After the execution of the above script, the clustered adjacency matrix entries are in the "sv_call_table" table of the "your-db-name" database. You can inspect the entries by using the PostgreSQL tool pgAdmin or by using our bokeh based visualization tool as described in the next section.

Visualizing adjacency matrices

MSV represents SV calls (genomic rearrangements) via a skew-symmetric graph model.
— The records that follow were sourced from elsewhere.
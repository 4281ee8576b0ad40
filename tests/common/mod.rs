//! Shared test utilities for integration tests
//!
//! - `MockWorker`: scripted [`Worker`] that records every RPC
//! - `CodeFixture`: temporary code directory holding workflow files
//! - `fatal_recorder`: fatal handler that records instead of exiting

#![allow(dead_code)]

use std::path::Path;
use std::sync::Arc;
use std::time::Duration;

use async_trait::async_trait;
use parking_lot::Mutex;
use tempfile::TempDir;
use tokio::sync::mpsc;

use tether::comm::{
    ActivityRequest, CommError, DoneRequest, LogRequest, ModuleRequest, NextEventRequest,
    NextSignalRequest, PrintRequest, Signal, SignalRequest, SleepRequest, StoreListRequest,
    StoreMutateRequest, SubscribeRequest, UnsubscribeRequest, Worker,
};
use tether::runner::FatalHandler;
use tether::{Registry, RunnerHost, RunnerSettings, Value};

/// Requests a test needs to react to.
#[derive(Debug)]
pub enum WorkerEvent {
    Activity(ActivityRequest),
    Done(DoneRequest),
}

/// Worker that records RPC names and forwards activities and completions.
pub struct MockWorker {
    calls: Mutex<Vec<&'static str>>,
    printed: Mutex<Vec<String>>,
    events: mpsc::UnboundedSender<WorkerEvent>,
    fail_activity: Option<CommError>,
    panic_on_print: bool,
}

impl MockWorker {
    pub fn new() -> (Arc<Self>, mpsc::UnboundedReceiver<WorkerEvent>) {
        Self::build(None, false)
    }

    /// Every activity submission fails with `error`.
    pub fn failing_activities(error: CommError) -> (Arc<Self>, mpsc::UnboundedReceiver<WorkerEvent>) {
        Self::build(Some(error), false)
    }

    /// Print requests panic on the calling thread.
    pub fn panicking_print() -> (Arc<Self>, mpsc::UnboundedReceiver<WorkerEvent>) {
        Self::build(None, true)
    }

    fn build(
        fail_activity: Option<CommError>,
        panic_on_print: bool,
    ) -> (Arc<Self>, mpsc::UnboundedReceiver<WorkerEvent>) {
        let (tx, rx) = mpsc::unbounded_channel();
        let worker = Arc::new(Self {
            calls: Mutex::new(Vec::new()),
            printed: Mutex::new(Vec::new()),
            events: tx,
            fail_activity,
            panic_on_print,
        });
        (worker, rx)
    }

    /// RPC names in the order they were issued.
    pub fn calls(&self) -> Vec<&'static str> {
        self.calls.lock().clone()
    }

    pub fn count(&self, rpc: &str) -> usize {
        self.calls.lock().iter().filter(|name| **name == rpc).count()
    }

    pub fn printed(&self) -> Vec<String> {
        self.printed.lock().clone()
    }

    fn record(&self, rpc: &'static str) {
        self.calls.lock().push(rpc);
    }

    fn forward(&self, event: WorkerEvent) {
        let _ = self.events.send(event);
    }
}

#[async_trait]
impl Worker for MockWorker {
    async fn module_loaded(&self, _request: ModuleRequest) -> Result<(), CommError> {
        self.record("module");
        Ok(())
    }

    async fn activity(&self, request: ActivityRequest) -> Result<(), CommError> {
        self.record("callback");
        if let Some(err) = &self.fail_activity {
            return Err(err.clone());
        }
        self.forward(WorkerEvent::Activity(request));
        Ok(())
    }

    async fn sleep(&self, _request: SleepRequest) -> Result<(), CommError> {
        self.record("sleep");
        Ok(())
    }

    async fn subscribe(&self, _request: SubscribeRequest) -> Result<String, CommError> {
        self.record("subscribe");
        Ok("sub-1".to_string())
    }

    async fn unsubscribe(&self, _request: UnsubscribeRequest) -> Result<(), CommError> {
        self.record("unsubscribe");
        Ok(())
    }

    async fn next_event(&self, _request: NextEventRequest) -> Result<Option<Value>, CommError> {
        self.record("next_event");
        Ok(None)
    }

    async fn signal(&self, _request: SignalRequest) -> Result<(), CommError> {
        self.record("signal");
        Ok(())
    }

    async fn next_signal(&self, _request: NextSignalRequest) -> Result<Option<Signal>, CommError> {
        self.record("next_signal");
        Ok(None)
    }

    async fn store_mutate(&self, _request: StoreMutateRequest) -> Result<Value, CommError> {
        self.record("store_mutate");
        Ok(Value::Nothing)
    }

    async fn store_list(&self, _request: StoreListRequest) -> Result<Vec<String>, CommError> {
        self.record("store_list");
        Ok(Vec::new())
    }

    async fn log(&self, _request: LogRequest) -> Result<(), CommError> {
        self.record("log");
        Ok(())
    }

    async fn print(&self, request: PrintRequest) -> Result<(), CommError> {
        self.record("print");
        if self.panic_on_print {
            panic!("print handler exploded");
        }
        self.printed.lock().push(request.text);
        Ok(())
    }

    async fn done(&self, request: DoneRequest) -> Result<(), CommError> {
        self.record("done");
        self.forward(WorkerEvent::Done(request));
        Ok(())
    }

    async fn health(&self) -> Result<(), CommError> {
        self.record("health");
        Ok(())
    }
}

/// A temporary code directory
pub struct CodeFixture {
    dir: TempDir,
}

impl CodeFixture {
    pub fn new() -> Self {
        Self {
            dir: TempDir::new().expect("Failed to create temp dir"),
        }
    }

    pub fn with_file(self, relative: &str, contents: &str) -> Self {
        let path = self.dir.path().join(relative);
        if let Some(parent) = path.parent() {
            std::fs::create_dir_all(parent).expect("Failed to create module dir");
        }
        std::fs::write(&path, contents).expect("Failed to write workflow file");
        self
    }

    pub fn path(&self) -> &Path {
        self.dir.path()
    }

    /// Host over this directory with the bundled registry.
    pub fn host(&self, worker: Arc<dyn Worker>) -> RunnerHost {
        let registry = Registry::with_defaults().expect("bundled registry parses");
        let mut settings = RunnerSettings::new(self.path());
        settings.start_timeout = Duration::from_secs(10);
        RunnerHost::new(worker, Arc::new(registry), settings)
    }
}

/// Fatal handler that stores the error text instead of exiting.
pub fn fatal_recorder() -> (FatalHandler, Arc<Mutex<Vec<String>>>) {
    let seen = Arc::new(Mutex::new(Vec::new()));
    let handler: FatalHandler = {
        let seen = seen.clone();
        Arc::new(move |err: &CommError| seen.lock().push(err.to_string()))
    };
    (handler, seen)
}

/// Receive the next worker event or fail the test after a few seconds.
pub async fn next_event(events: &mut mpsc::UnboundedReceiver<WorkerEvent>) -> WorkerEvent {
    tokio::time::timeout(Duration::from_secs(10), events.recv())
        .await
        .expect("timed out waiting for a worker event")
        .expect("worker event channel closed")
}

/// Wait until every runner thread has exited.
pub async fn wait_for_idle(host: &RunnerHost) {
    let deadline = tokio::time::Instant::now() + Duration::from_secs(10);
    while host.runner_count() > 0 {
        assert!(
            tokio::time::Instant::now() < deadline,
            "runners still alive after 10s"
        );
        tokio::time::sleep(Duration::from_millis(10)).await;
    }
}
//! Credential and environment lookup used by the `env` host module.

/// Resolves `(connection, suffix)` pairs to configuration strings.
pub trait EnvLookup: Send + Sync {
    fn get_env(&self, connection: &str, suffix: &str) -> Option<String>;
}

/// Reads `CONNECTION__SUFFIX` from the process environment.
#[derive(Debug, Clone, Copy, Default)]
pub struct ProcessEnv;

impl EnvLookup for ProcessEnv {
    fn get_env(&self, connection: &str, suffix: &str) -> Option<String> {
        std::env::var(variable_name(connection, suffix)).ok()
    }
}

/// `("my-slack", "token")` -> `MY_SLACK__TOKEN`
pub fn variable_name(connection: &str, suffix: &str) -> String {
    let normalize = |s: &str| -> String {
        s.chars()
            .map(|c| if c.is_ascii_alphanumeric() { c.to_ascii_uppercase() } else { '_' })
            .collect()
    };
    format!("{}__{}", normalize(connection), normalize(suffix))
}

#[cfg(test)]
mod tests {
    use super::*;

    #[test]
    fn variable_names_are_upper_cased_and_joined() {
        assert_eq!(variable_name("slack", "token"), "SLACK__TOKEN");
        assert_eq!(variable_name("my-slack", "api.key"), "MY_SLACK__API_KEY");
    }

    #[test]
    fn process_env_reads_the_joined_name() {
        std::env::set_var("TETHER_ENV_TEST__SECRET", "s3cret");
        assert_eq!(
            ProcessEnv.get_env("tether_env_test", "secret").as_deref(),
            Some("s3cret")
        );
        assert_eq!(ProcessEnv.get_env("tether_env_test", "missing"), None);
    }
}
Adjacency matrices of this graph model can be visualized using a Python script that relies on bokeh as backend.

You can start the visualization tool from MA's main directory via the command:

cd build/MSV/sv_visualization
bokeh serve --show /bokeh_server.py

This opens a browser window.

Using the top-right drop-down buttons, select your dataset, run-id and ground-truth.

  • Crosses represent adjacency matrix entries of the selected run.
  • Circles represent ground-truth entries.
  • You can zoom into the adjacency matrix by scrolling in the top-left plot; eventually the entry areas of reads and their seeds (leftmost and bottom-left plot) will render.
  • You can click on seeds (horizontal or vertical lines in the bottom-left or top-left plot, respectively) for visualizing all seeds of a read in a diagrammatic dot-plot (center-right plot).
  • By toggling the "Render true-positives / false-negatives / false-positives" buttons and using the “score” slider, you can filter down the dataset.
  • Increasing the “max. render” slider will render more detail. (Here, large values will slow down visualization a lot.)

For computing recall & accuracy, adjust the Blur setting slider in the bottom right to

  • 0: for Illumina reads
  • 100: for PacBio reads

After adjusting the slider, click the button "Compute Stats", which is the fourth button above the slider. After some time, the curves appear in the plot window below the slider. Using the tabs on top of the plot window, you can switch between the raw numbers (Tab “Min Score”) and the recall & accuracy rates (Tab “Recall & Accuracy”). You can zoom into the plots using the mouse wheel. Note: You must be zoomed in enough to see individual adjacency matrix entry crosses and ground-truth circles for computing recall & accuracy.

Recreating the experiments of the manuscript

The experiments of MSV: a modular structural variant caller that reveals nested and complex rearrangements by unifying breakends inferred directly from reads can be recreated using the MSV-EVAL repository.

Changelog

Version 2.0.2:

  • 2nd revision for MSV
  • The confidence scores for variant calls now make use of coverage information. Before, the conficance of a call was the number of reads supporting the call. Now it is the number of reads supporting over the the coverage in the region of the call. This helps with making calls in real world data, where coverage is uneven.

Version 2.0.1:

  • 1st Revision for MSV - only minor changes.